Vox Media lays off 7% of staff amid economic uncertainty
Vox Media is laying off 7% of its staff, according to a memo sent internally from CEO Jim Bankoff, obtained by Axios. Roughly 1,900 people work at the company, which means about 133 roles will be impacted.
Why it matters: It's the third round of cuts made at Vox Media in the past year.
- The company laid off 39 positions last July in an effort to get ahead of the economic uncertainty that's causing the ad market to slow down.
- It laid off 3% of employees following the completion of its merger with Group Nine Media last March.
Details: In a note to staff, Bankoff said several teams across revenue, editorial, operations and core services would be impacted by the cuts.

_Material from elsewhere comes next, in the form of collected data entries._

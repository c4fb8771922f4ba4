// gait-policy/src/script.rs
// ============================================================================
// Module: Approved-Script Registry Interface
// Description: The fast-path lookup for pre-approved `script.run` intents.
// Purpose: Let the gate short-circuit to `allow` for a script digest signed
// under the evaluated policy, per `spec.md` §4.6.
// Dependencies: none
// ============================================================================

//! ## Overview
//! A match carries the `pattern_id`/`registry_reason` fields embedded into
//! the resulting trace record, a convention this spec's `original_source/`
//! carries forward unchanged (see `SPEC_FULL.md` §4.13).

/// A verified match against the approved-script registry.
#[derive(Debug, Clone)]
pub struct ApprovedScriptMatch {
    /// Identifier of the pattern the script digest matched.
    pub pattern_id: String,
    /// Human-readable reason the registry entry was approved.
    pub registry_reason: String,
}

/// Looks up a script digest against entries signed under a given policy
/// digest.
pub trait ApprovedScriptRegistry {
    /// Returns a match if `script_digest` is a verified, signed entry under
    /// `policy_digest`.
    fn lookup(&self, script_digest: &str, policy_digest: &str) -> Option<ApprovedScriptMatch>;
}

- Impacted employees will receive an email from the company's human resources department about severance package, "including options to extend select benefits paid by Vox Media," the note said.
- Layoffs, Bankoff implied, were a last resort. He noted in his memo that the company has taken steps to address the economic uncertainty in the past few months by suspending most new hiring and significantly reducing discretionary spending.
- "While we are not expecting further layoffs at this time, we will continue to assess our outlook, keep a tight control on expenses and consider implementing other cost savings measures as needed," he added.
The big picture: The economic climate has taken a toll on the media industry, resulting in layoffs across numerous companies, and efforts to consolidate different firms.
- Vox Media has had conversations about different strategic options, including a sale, Axios has reported.
- Bankoff noted that the company is experiencing and expects "more of the same economic and financial pressures that others in the media and tech industries have encountered."
What he's saying: "Unfortunately, in this economic climate, we’re not able to sustain projects and areas of the business that have not performed as anticipated, are less core to where we see the biggest opportunities in the coming years, or where we don’t have enough rationale to support ongoing investment in what could be a prolonged downturn," Bankoff said.
- "In spite of the dedication of the many talented people involved in these initiatives, we need to scale back."
Editor's note: This story was updated with new details.